Further, he who finds pleasure in the commission of sin, who hankers after forbidden sweets, who would like to go where he could escape detection, where he could do that which he knows is wrong and be exposed to no reproach; he who is not afraid of his own condemnation in doing that which is contrary to God's will, who never thinks of the absolute wrong of certain courses, but only groans under the fetters which forbid him to indulge in them with impunity, is without question living in sin. Sin is living in him; is preying on his life, will inevitably force on him its wages.

To sum up the whole matter in the words of Holy Scripture," All ungodliness is sin." To live an ungodly life, to be without God, without His love, His presence, to act irrespectively of His authority, to labour on without His approbation, to find pleasure in what is opposed to His will, to yield the heart up to His enemy, to escape as far as possible from His control, is to live in sin, and bring the consequences of such a life down upon the soul.

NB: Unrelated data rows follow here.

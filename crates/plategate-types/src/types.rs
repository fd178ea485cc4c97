//! Data model shared by the resolution engine, the registry and the gate service

use chrono::{DateTime, Utc};
use serde::{Deserialize, Deserializer, Serialize};

/// Deserialize null as default value
fn null_to_default<'de, D, T>(deserializer: D) -> Result<T, D::Error>
where
    D: Deserializer<'de>,
    T: Default + Deserialize<'de>,
{
    Option::deserialize(deserializer).map(|opt| opt.unwrap_or_default())
}

/// A vehicle as the registry knows it.
///
/// Missing or null fields resolve to an empty string when the record is read,
/// so the matcher never sees an absent attribute.
#[derive(Debug, Clone, Default, PartialEq, Eq, Serialize, Deserialize)]
pub struct VehicleRecord {
    #[serde(default, deserialize_with = "null_to_default")]
    pub plate_number: String,
    #[serde(default, deserialize_with = "null_to_default")]
    pub color: String,
    #[serde(default, deserialize_with = "null_to_default")]
    pub make_model: String,
    #[serde(default, deserialize_with = "null_to_default")]
    pub owner_name: String,
}

impl VehicleRecord {
    pub fn new(plate_number: impl Into<String>) -> Self {
        Self {
            plate_number: plate_number.into(),
            ..Default::default()
        }
    }

    pub fn with_color(mut self, color: impl Into<String>) -> Self {
        self.color = color.into();
        self
    }

    pub fn with_make_model(mut self, make_model: impl Into<String>) -> Self {
        self.make_model = make_model.into();
        self
    }

    pub fn with_owner(mut self, owner_name: impl Into<String>) -> Self {
        self.owner_name = owner_name.into();
        self
    }
}

/// Registered vehicle as persisted by the local registry store
#[derive(Debug, Clone, PartialEq, Serialize, Deserialize)]
pub struct RegisteredVehicle {
    /// Unique identifier
    pub id: String,
    #[serde(flatten)]
    pub record: VehicleRecord,
    /// When registered
    pub registered_at: DateTime<Utc>,
}

impl RegisteredVehicle {
    pub fn new(record: VehicleRecord) -> Self {
        Self {
            id: uuid::Uuid::new_v4().to_string(),
            record,
            registered_at: Utc::now(),
        }
    }
}

/// One text fragment returned by the OCR engine
#[derive(Debug, Clone, PartialEq, Serialize, Deserialize)]
pub struct RecognitionFragment {
    pub text: String,
    pub confidence: f64,
}

impl RecognitionFragment {
    /// Confidence is clamped into [0, 1]; NaN becomes 0.
    pub fn new(text: impl Into<String>, confidence: f64) -> Self {
        let confidence = if confidence.is_nan() {
            0.0
        } else {
            confidence.clamp(0.0, 1.0)
        };
        Self {
            text: text.into(),
            confidence,
        }
    }
}

/// Fragments of one OCR call folded into a single reading
#[derive(Debug, Clone, PartialEq, Serialize, Deserialize)]
pub struct RecognitionResult {
    pub variant_name: String,
    pub concatenated_text: String,
    pub average_confidence: f64,
}

impl RecognitionResult {
    /// Concatenate fragment texts in detector order and average their
    /// confidences. An empty call yields `None`, never a zero-confidence result.
    pub fn from_fragments(variant_name: &str, fragments: &[RecognitionFragment]) -> Option<Self> {
        if fragments.is_empty() {
            return None;
        }

        let concatenated_text: String = fragments.iter().map(|f| f.text.as_str()).collect();
        let total: f64 = fragments.iter().map(|f| f.confidence).sum();

        Some(Self {
            variant_name: variant_name.to_string(),
            concatenated_text,
            average_confidence: total / fragments.len() as f64,
        })
    }
}

/// Where the chosen candidate came from
#[derive(Debug, Clone, PartialEq, Eq, Serialize, Deserialize)]
#[serde(rename_all = "lowercase", tag = "kind", content = "name")]
pub enum CandidateSource {
    /// A named preprocessing variant
    Variant(String),
    /// The unprocessed crop (fallback pass)
    Raw,
    /// Nothing qualified
    None,
}

impl std::fmt::Display for CandidateSource {
    fn fmt(&self, f: &mut std::fmt::Formatter<'_>) -> std::fmt::Result {
        match self {
            CandidateSource::Variant(name) => write!(f, "{}", name),
            CandidateSource::Raw => write!(f, "raw"),
            CandidateSource::None => write!(f, "-"),
        }
    }
}

/// The engine's single chosen reading for a crop
#[derive(Debug, Clone, PartialEq, Serialize, Deserialize)]
pub struct CandidateReading {
    pub text: String,
    pub confidence: f64,
    pub source: CandidateSource,
}

impl CandidateReading {
    pub fn empty() -> Self {
        Self {
            text: String::new(),
            confidence: 0.0,
            source: CandidateSource::None,
        }
    }

    pub fn is_empty(&self) -> bool {
        self.text.is_empty()
    }
}

/// Label produced by an attribute classifier (color or make/model)
#[derive(Debug, Clone, PartialEq, Serialize, Deserialize)]
pub struct AttributePrediction {
    pub label: String,
    pub confidence: f64,
}

impl AttributePrediction {
    pub fn new(label: impl Into<String>, confidence: f64) -> Self {
        Self {
            label: label.into(),
            confidence: confidence.clamp(0.0, 1.0),
        }
    }

    pub fn unknown() -> Self {
        Self::new("Unknown", 0.0)
    }
}

/// Final gate decision for one detection event
#[derive(Debug, Clone, PartialEq, Serialize, Deserialize)]
pub struct AccessDecision {
    pub granted: bool,
    pub reason: String,
    pub color_warning: bool,
    pub matched_plate: Option<String>,
    pub match_score: f64,
    /// Informational color containment result; never affects the decision
    pub color_compatible: Option<bool>,
}

impl AccessDecision {
    pub fn not_registered() -> Self {
        Self {
            granted: false,
            reason: "Vehicle Not Registered".to_string(),
            color_warning: false,
            matched_plate: None,
            match_score: 0.0,
            color_compatible: None,
        }
    }
}

/// Row handed to the access-log sink after every decision
#[derive(Debug, Clone, PartialEq, Serialize, Deserialize)]
pub struct AccessAttempt {
    pub timestamp: DateTime<Utc>,
    pub plate_number: String,
    pub detected_color: String,
    pub detected_model: String,
    pub plate_matched: bool,
    pub color_matched: bool,
}

impl AccessAttempt {
    pub fn from_decision(
        plate_number: &str,
        detected_color: &str,
        detected_model: &str,
        decision: &AccessDecision,
    ) -> Self {
        Self {
            timestamp: Utc::now(),
            plate_number: plate_number.to_string(),
            detected_color: detected_color.to_string(),
            detected_model: detected_model.to_string(),
            plate_matched: decision.granted,
            color_matched: !decision.color_warning,
        }
    }
}

/// Selects access attempts by outcome
#[derive(Debug, Clone, Copy, Default, PartialEq, Eq, Serialize, Deserialize)]
#[serde(rename_all = "lowercase")]
pub enum AttemptFilter {
    #[default]
    All,
    /// Plate not granted: unknown vehicle or attribute mismatch
    Denied,
    Granted,
}

impl AttemptFilter {
    pub fn matches(&self, attempt: &AccessAttempt) -> bool {
        match self {
            AttemptFilter::All => true,
            AttemptFilter::Denied => !attempt.plate_matched,
            AttemptFilter::Granted => attempt.plate_matched,
        }
    }
}
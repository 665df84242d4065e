//! One printable line.

use std::fmt;

use serde::de::{self, Deserializer, IgnoredAny, MapAccess, Visitor};
use serde::Deserialize;

use crate::glyph::FontSizeProfile;

/// A line of text plus the size it prints at.
///
/// Deserializes from a bare string (printed at
/// [`FontSizeProfile::NORMAL`]) or from `{"text": ..., "fontSize": ...}`.
/// Errors inside the object form (an unknown size name, say) are reported
/// as-is.
#[derive(Debug, Clone, PartialEq, Eq)]
pub enum LineEntry {
    Plain(String),
    Sized {
        text: String,
        font_size: FontSizeProfile,
    },
}

impl LineEntry {
    pub fn sized(text: impl Into<String>, profile: FontSizeProfile) -> Self {
        Self::Sized {
            text: text.into(),
            font_size: profile,
        }
    }

    pub fn text(&self) -> &str {
        match self {
            Self::Plain(text) | Self::Sized { text, .. } => text,
        }
    }

    pub fn profile(&self) -> FontSizeProfile {
        match self {
            Self::Plain(_) => FontSizeProfile::NORMAL,
            Self::Sized { font_size, .. } => *font_size,
        }
    }

    /// Empty or whitespace-only; printed as a bare line feed.
    pub fn is_blank(&self) -> bool {
        self.text().trim().is_empty()
    }
}

struct LineEntryVisitor;

impl<'de> Visitor<'de> for LineEntryVisitor {
    type Value = LineEntry;

    fn expecting(&self, f: &mut fmt::Formatter) -> fmt::Result {
        f.write_str("a string or an object with \"text\" and optional \"fontSize\"")
    }

    fn visit_str<E: de::Error>(self, v: &str) -> Result<LineEntry, E> {
        Ok(LineEntry::Plain(v.to_string()))
    }

    fn visit_string<E: de::Error>(self, v: String) -> Result<LineEntry, E> {
        Ok(LineEntry::Plain(v))
    }

    fn visit_map<A: MapAccess<'de>>(self, mut map: A) -> Result<LineEntry, A::Error> {
        let mut text = None;
        let mut font_size = None;
        while let Some(key) = map.next_key::<String>()? {
            match key.as_str() {
                "text" => {
                    if text.is_some() {
                        return Err(de::Error::duplicate_field("text"));
                    }
                    text = Some(map.next_value::<String>()?);
                }
                "fontSize" => {
                    if font_size.is_some() {
                        return Err(de::Error::duplicate_field("fontSize"));
                    }
                    font_size = Some(map.next_value::<FontSizeProfile>()?);
                }
                _ => {
                    map.next_value::<IgnoredAny>()?;
                }
            }
        }
        Ok(LineEntry::Sized {
            text: text.ok_or_else(|| de::Error::missing_field("text"))?,
            font_size: font_size.unwrap_or_default(),
        })
    }
}

impl<'de> Deserialize<'de> for LineEntry {
    fn deserialize<D: Deserializer<'de>>(deserializer: D) -> Result<Self, D::Error> {
        deserializer.deserialize_any(LineEntryVisitor)
    }
}

impl From<&str> for LineEntry {
    fn from(text: &str) -> Self {
        Self::Plain(text.to_string())
    }
}

impl From<String> for LineEntry {
    fn from(text: String) -> Self {
        Self::Plain(text)
    }
}

#[cfg(test)]
mod tests {
    use super::*;

    #[test]
    fn test_plain_string() {
        let entry: LineEntry = serde_json::from_str("\"合计\"").unwrap();
        assert_eq!(entry.text(), "合计");
        assert_eq!(entry.profile(), FontSizeProfile::NORMAL);
    }

    #[test]
    fn test_sized_object() {
        let entry: LineEntry =
            serde_json::from_str(r#"{"text": "发货单", "fontSize": "large"}"#).unwrap();
        assert_eq!(entry, LineEntry::sized("发货单", FontSizeProfile::LARGE));
    }

    #[test]
    fn test_object_without_size_is_normal() {
        let entry: LineEntry = serde_json::from_str(r#"{"text": "x"}"#).unwrap();
        assert_eq!(entry.profile(), FontSizeProfile::NORMAL);
    }

    #[test]
    fn test_unknown_size_is_reported() {
        let err = serde_json::from_str::<LineEntry>(r#"{"text": "x", "fontSize": "huge"}"#)
            .unwrap_err();
        assert!(err.to_string().contains("unknown font size 'huge'"), "{}", err);
    }

    #[test]
    fn test_missing_text_and_wrong_type() {
        let err = serde_json::from_str::<LineEntry>(r#"{"fontSize": "small"}"#).unwrap_err();
        assert!(err.to_string().contains("text"), "{}", err);
        assert!(serde_json::from_str::<LineEntry>("42").is_err());
    }

    #[test]
    fn test_blank_detection() {
        assert!(LineEntry::from("").is_blank());
        assert!(LineEntry::from(" \t ").is_blank());
        assert!(LineEntry::from("\u{3000}").is_blank());
        assert!(!LineEntry::from(" a ").is_blank());
    }
}
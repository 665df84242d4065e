//! # Text-Mode Documents
//!
//! Uses the printer's own double-byte character ROM: Chinese mode is
//! switched on with `FS &`, text is sent GBK-encoded, and sizes map onto
//! the printer's character modes.
//!
//! | Profile | Character mode |
//! |---------|----------------|
//! | taller than one band (LARGE) | double width |
//! | shorter than 24 rows (SMALL) | condensed |
//! | anything else (NORMAL) | none |
//!
//! Unlike the bitmap path, text programs go through the optimizer.

use tracing::info;

use super::LineEntry;
use crate::error::Result;
use crate::glyph::{BAND_HEIGHT, FontSizeProfile};
use crate::ir::{Op, Program};

/// Framing for a text-mode document.
#[derive(Debug, Clone, Copy, PartialEq, Eq)]
pub struct TextModeOptions {
    pub form_feed: bool,
    pub init_printer: bool,
    pub page_lines: u32,
    /// Line spacing in 1/180".
    pub line_spacing: u32,
}

impl Default for TextModeOptions {
    fn default() -> Self {
        Self {
            form_feed: true,
            init_printer: true,
            page_lines: 0,
            line_spacing: 30,
        }
    }
}

fn size_directive(profile: FontSizeProfile) -> Option<(Op, Op)> {
    if profile.band_count() > 1 {
        Some((Op::SetDoubleWidth(true), Op::SetDoubleWidth(false)))
    } else if profile.char_height < BAND_HEIGHT {
        Some((Op::SetCondensed(true), Op::SetCondensed(false)))
    } else {
        None
    }
}

/// Build the (optimized) IR for a text-mode document.
pub fn text_program(lines: &[LineEntry], options: &TextModeOptions) -> Program {
    let mut program = Program::new();

    if options.init_printer {
        program.push(Op::Init);
    }
    program.push(Op::SetChineseMode(true));
    program.push(Op::SetLineSpacing(options.line_spacing));
    if options.page_lines > 0 {
        program.push(Op::SetPageLength(options.page_lines));
    }

    for entry in lines {
        if !entry.is_blank() {
            match size_directive(entry.profile()) {
                Some((on, off)) => {
                    program.push(on);
                    program.push(Op::Text(entry.text().to_string()));
                    program.push(off);
                }
                None => program.push(Op::Text(entry.text().to_string())),
            }
        }
        program.push(Op::CarriageReturn);
        program.push(Op::LineFeed);
    }

    program.push(Op::SetChineseMode(false));
    if options.form_feed {
        program.push(Op::FormFeed);
    }

    program.optimize()
}

/// Compile an IR program to bytes.
pub fn build_escp_buffer(program: &Program) -> Result<Vec<u8>> {
    program.to_bytes()
}

/// Encode `lines` for the printer's built-in character set.
pub fn build_from_lines(lines: &[LineEntry], options: &TextModeOptions) -> Result<Vec<u8>> {
    let program = text_program(lines, options);
    let bytes = build_escp_buffer(&program)?;
    info!(lines = lines.len(), bytes = bytes.len(), "built text-mode document");
    Ok(bytes)
}

#[cfg(test)]
mod tests {
    use super::*;
    use pretty_assertions::assert_eq;

    #[test]
    fn test_mixed_sizes() {
        let lines = vec![
            LineEntry::sized("中文", FontSizeProfile::LARGE),
            LineEntry::from("A"),
            LineEntry::from(""),
            LineEntry::sized("b", FontSizeProfile::SMALL),
        ];
        let bytes = build_from_lines(&lines, &TextModeOptions::default()).unwrap();
        assert_eq!(
            bytes,
            vec![
                0x1B, 0x40, // init
                0x1C, 0x26, // chinese on
                0x1B, 0x33, 30, // spacing
                0x1B, 0x57, 1, 0xD6, 0xD0, 0xCE, 0xC4, 0x1B, 0x57, 0, 0x0D, 0x0A, // large
                b'A', 0x0D, 0x0A, // normal
                0x0D, 0x0A, // blank
                0x0F, b'b', 0x12, 0x0D, 0x0A, // small
                0x1C, 0x2E, // chinese off
                0x0C,
            ]
        );
    }

    #[test]
    fn test_page_length_and_no_framing() {
        let options = TextModeOptions {
            form_feed: false,
            init_printer: false,
            page_lines: 40,
            line_spacing: 24,
        };
        let bytes = build_from_lines(&[LineEntry::from("x")], &options).unwrap();
        assert_eq!(
            bytes,
            vec![0x1C, 0x26, 0x1B, 0x33, 24, 0x1B, 0x43, 40, b'x', 0x0D, 0x0A, 0x1C, 0x2E]
        );
    }

    #[test]
    fn test_unencodable_replaced() {
        let bytes = build_from_lines(&[LineEntry::from("a😀")], &TextModeOptions::default()).unwrap();
        assert!(bytes.windows(3).any(|w| w == [b'a', b'?', 0x0D]));
    }

    #[test]
    fn test_escape_in_text_cannot_reset_printer() {
        let options = TextModeOptions {
            init_printer: false,
            ..Default::default()
        };
        let bytes = build_from_lines(&[LineEntry::from("a\u{1B}@b")], &options).unwrap();
        assert!(!bytes.windows(2).any(|w| w == [0x1B, b'@']));
        assert!(bytes.windows(4).any(|w| w == b"a @b"));
    }

    #[test]
    fn test_program_is_optimized() {
        let lines = vec![
            LineEntry::sized("A", FontSizeProfile::LARGE),
            LineEntry::sized("B", FontSizeProfile::LARGE),
        ];
        let program = text_program(&lines, &TextModeOptions::default());
        let toggles = program
            .iter()
            .filter(|op| matches!(op, Op::SetDoubleWidth(_)))
            .count();
        // CR/LF between lines keeps each line's on/off pair.
        assert_eq!(toggles, 4);
        assert_eq!(program.band_count(), 0);
    }
}
//! # Rendering Module
//!
//! Turns text into printhead data.
//!
//! ## Modules
//!
//! - [`line`]: One line of text → 24-pin bands ([`Rasterizer::render_line`](crate::glyph::Rasterizer::render_line))
//! - [`preview`]: Whole documents → PNG, for checking output without paper

pub mod line;
pub mod preview;

pub use line::RenderedLine;
pub use preview::{render_image, render_png};
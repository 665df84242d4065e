//! Rasterization through a real TrueType font (DejaVu Sans Mono, see
//! `fixtures/DejaVuSansMono.LICENSE`).
//!
//! Metrics used below: 2048 units/em, OS/2 typo ascender 1556, hhea
//! ascender 1901, cap height 1493, 'g' descends to -440.

use dotprint::glyph::{FontSizeProfile, GlyphBitmap, Rasterizer};

const FIXTURE: &str = concat!(env!("CARGO_MANIFEST_DIR"), "/tests/fixtures/DejaVuSansMono.ttf");

fn rasterizer() -> Rasterizer {
    let r = Rasterizer::new(FIXTURE);
    assert!(r.preload_font());
    r
}

fn inked_rows(glyph: &GlyphBitmap) -> Vec<usize> {
    (0..glyph.height)
        .filter(|&y| (0..glyph.width).any(|x| glyph.get(x, y)))
        .collect()
}

#[test]
fn cell_dimensions() {
    let r = rasterizer();
    for (ch, size) in [('A', (12, 24)), ('g', (12, 24)), ('中', (24, 24))] {
        let g = r.render_char(ch, FontSizeProfile::NORMAL).unwrap();
        assert_eq!((g.width, g.height), size, "{:?}", ch);
    }
    let g = r.render_char('A', FontSizeProfile::LARGE).unwrap();
    assert_eq!((g.width, g.height), (24, 48));
}

#[test]
fn capitals_sit_on_typo_baseline() {
    // Baseline at 1556 × 24/2048 ≈ row 18.2. With the hhea ascender the
    // cap top would start near row 5.
    let rows = inked_rows(&rasterizer().render_char('A', FontSizeProfile::NORMAL).unwrap());
    assert!(*rows.first().unwrap() <= 1, "{:?}", rows);
    assert_eq!(*rows.last().unwrap(), 18, "{:?}", rows);
}

#[test]
fn descender_is_not_clipped() {
    let rows = inked_rows(&rasterizer().render_char('g', FontSizeProfile::NORMAL).unwrap());
    let last = *rows.last().unwrap();
    assert!((21..24).contains(&last), "{:?}", rows);
    // The bowl starts at x-height, well below the top of the cell.
    assert!(*rows.first().unwrap() >= 4, "{:?}", rows);
}

#[test]
fn wide_advance_is_compressed_into_cell() {
    // Advance 1233 units is 14.4 dots at 24/2048; the 12-dot cell must
    // still show both legs of 'W'.
    let g = rasterizer().render_char('W', FontSizeProfile::NORMAL).unwrap();
    assert!((0..24).any(|y| g.get(0, y) || g.get(1, y)));
    assert!((0..24).any(|y| g.get(10, y) || g.get(11, y)));
}

#[test]
fn unmapped_character_renders_fallback_in_cjk_cell() {
    let r = rasterizer();
    let g = r.render_char('中', FontSizeProfile::NORMAL).unwrap();
    assert_eq!(g.width, 24);
    assert_eq!(r.cache_stats().misses, 1);
}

However orthodox your creed, however loud your profession, or conspicuous your semblance of virtue, whatever is your excuse or palliation in the ears of your friend or enemy, you know that so long as you are not justified at the bar of conscience and the tribunal of God, your life is a life of sin; it is not a

divine life. All profession of a divine life on your part is an hypocrisy and a sin. You may be Catholic or Protestant, Evangelical or Unitarian, Calvinist or Arminian, but you know that you are living in sin, and there is nothing divine in your life, except those strivings which you have resisted, that light which you have quenched, that Saviour, that divine Lord and Redeemer who stands unadmitted at the door of your heart's life.

II. Let us now proceed to the investigation of the contrast drawn by the Apostle between "living in sin" and being " alive unto God."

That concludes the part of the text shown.